Exercise inputs ::
□ □ □

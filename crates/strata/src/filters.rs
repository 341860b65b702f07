//! the filters every template can pipe through
use crate::registry::{Filter, FilterError};
use crate::value::Value;
use base64::Engine;
use chrono::{NaiveDate, NaiveDateTime};
use std::fmt::Write;

pub(crate) fn core() -> Vec<Filter> {
    vec![
        Filter::new("uppercase", |value, args| {
            no_args("uppercase", args)?;
            Ok(Value::String(text("uppercase", value)?.to_uppercase()))
        }),
        Filter::new("lowercase", |value, args| {
            no_args("lowercase", args)?;
            Ok(Value::String(text("lowercase", value)?.to_lowercase()))
        }),
        Filter::new("titlecase", |value, args| {
            no_args("titlecase", args)?;
            Ok(Value::String(titlecase(text("titlecase", value)?)))
        }),
        Filter::new("strip", |value, args| {
            no_args("strip", args)?;
            Ok(Value::from(text("strip", value)?.trim()))
        }),
        Filter::new("date", |value, args| format_date("date", value, args)),
        Filter::new("datetime", |value, args| format_date("datetime", value, args)),
    ]
}

pub(crate) fn extensions() -> Vec<Filter> {
    vec![Filter::new("base64", |value, args| {
        no_args("base64", args)?;
        let encoded = base64::engine::general_purpose::STANDARD.encode(text("base64", value)?);
        Ok(Value::String(encoded))
    })]
}

fn text<'a>(filter: &str, value: &'a Value) -> Result<&'a str, FilterError> {
    value.as_str().ok_or_else(|| {
        FilterError::type_error(format!(
            "{filter} expects a str, got {}",
            value.type_name()
        ))
    })
}

fn no_args(filter: &str, args: &[Value]) -> Result<(), FilterError> {
    if args.is_empty() {
        Ok(())
    } else {
        Err(FilterError::type_error(format!(
            "{filter} takes no arguments, got {}",
            args.len()
        )))
    }
}

/// Upper-case the first letter of every run of letters, lower-case the rest
fn titlecase(value: &str) -> String {
    let mut titled = String::with_capacity(value.len());
    let mut in_word = false;

    for c in value.chars() {
        if c.is_alphabetic() {
            if in_word {
                titled.extend(c.to_lowercase());
            } else {
                titled.extend(c.to_uppercase());
            }
            in_word = true;
        } else {
            titled.push(c);
            in_word = false;
        }
    }

    titled
}

fn format_date(filter: &str, value: &Value, args: &[Value]) -> Result<Value, FilterError> {
    let format = match args {
        [Value::String(format)] => format,
        [other] => {
            return Err(FilterError::type_error(format!(
                "{filter} format must be a str, got {}",
                other.type_name()
            )))
        }
        _ => {
            return Err(FilterError::type_error(format!(
                "{filter} expects exactly one format argument"
            )))
        }
    };

    let mut formatted = String::new();
    let written = match value {
        Value::Date(date) => write!(formatted, "{}", date.format(format)),
        Value::DateTime(datetime) => write!(formatted, "{}", datetime.format(format)),
        Value::String(text) => match parse_datetime(text) {
            Some(Value::Date(date)) => write!(formatted, "{}", date.format(format)),
            Some(Value::DateTime(datetime)) => write!(formatted, "{}", datetime.format(format)),
            _ => {
                return Err(FilterError::value_error(format!(
                    "Expected a datetime object, got str '{text}'"
                )))
            }
        },
        other => {
            return Err(FilterError::value_error(format!(
                "Expected a datetime object, got {}",
                other.type_name()
            )))
        }
    };

    written.map_err(|_| FilterError::value_error(format!("Invalid format string: {format}")))?;
    Ok(Value::String(formatted))
}

fn parse_datetime(text: &str) -> Option<Value> {
    ["%Y-%m-%dT%H:%M:%S%.f", "%Y-%m-%d %H:%M:%S%.f"]
        .iter()
        .find_map(|format| NaiveDateTime::parse_from_str(text, format).ok())
        .map(Value::DateTime)
        .or_else(|| {
            NaiveDate::parse_from_str(text, "%Y-%m-%d")
                .ok()
                .map(Value::Date)
        })
}

#[cfg(test)]
mod test {
    use super::*;
    use crate::registry::lookup_filter;
    use pretty_assertions::assert_eq;

    fn apply(name: &str, value: impl Into<Value>, args: &[Value]) -> Result<Value, FilterError> {
        lookup_filter(name).unwrap().apply(&value.into(), args)
    }

    #[test]
    fn string_filters() {
        assert_eq!(apply("uppercase", "abC", &[]).unwrap(), Value::from("ABC"));
        assert_eq!(apply("lowercase", "AbC", &[]).unwrap(), Value::from("abc"));
        assert_eq!(apply("strip", "  x \n", &[]).unwrap(), Value::from("x"));
        assert_eq!(apply("base64", "hello", &[]).unwrap(), Value::from("aGVsbG8="));
    }

    #[test]
    fn titlecase_follows_word_runs() {
        assert_eq!(titlecase("hello wORLD"), "Hello World");
        assert_eq!(titlecase("they're 1st"), "They'Re 1St");
        assert_eq!(titlecase("abc-def"), "Abc-Def");
    }

    #[test]
    fn string_filters_reject_other_types() {
        let error = apply("uppercase", 5i64, &[]).unwrap_err();
        assert_eq!(error.kind, "TypeError");
        assert_eq!(error.message, "uppercase expects a str, got int");
    }

    #[test]
    fn date_filters() {
        let date = NaiveDate::from_ymd_opt(2024, 3, 9).unwrap();
        let format = [Value::from("%d/%m/%Y")];

        assert_eq!(apply("date", date, &format).unwrap(), Value::from("09/03/2024"));
        assert_eq!(apply("date", "2024-03-09", &format).unwrap(), Value::from("09/03/2024"));
        assert_eq!(
            apply("datetime", "2024-03-09T10:11:12", &[Value::from("%H:%M")]).unwrap(),
            Value::from("10:11")
        );
    }

    #[test]
    fn date_filter_errors() {
        let date = NaiveDate::from_ymd_opt(2024, 3, 9).unwrap();

        assert_eq!(
            apply("date", 3i64, &[Value::from("%Y")]).unwrap_err().message,
            "Expected a datetime object, got int"
        );
        assert_eq!(apply("date", date, &[]).unwrap_err().kind, "TypeError");
        assert_eq!(
            apply("date", date, &[Value::from("%Q")]).unwrap_err().message,
            "Invalid format string: %Q"
        );
    }
}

□ □ □

About this task ::
Find the lines above that hold "Invalid", then copy each of them.

Task solution ::
    written.map_err(|_| FilterError::value_error(format!("Invalid format string: {format}")))?;
            "Invalid format string: %Q"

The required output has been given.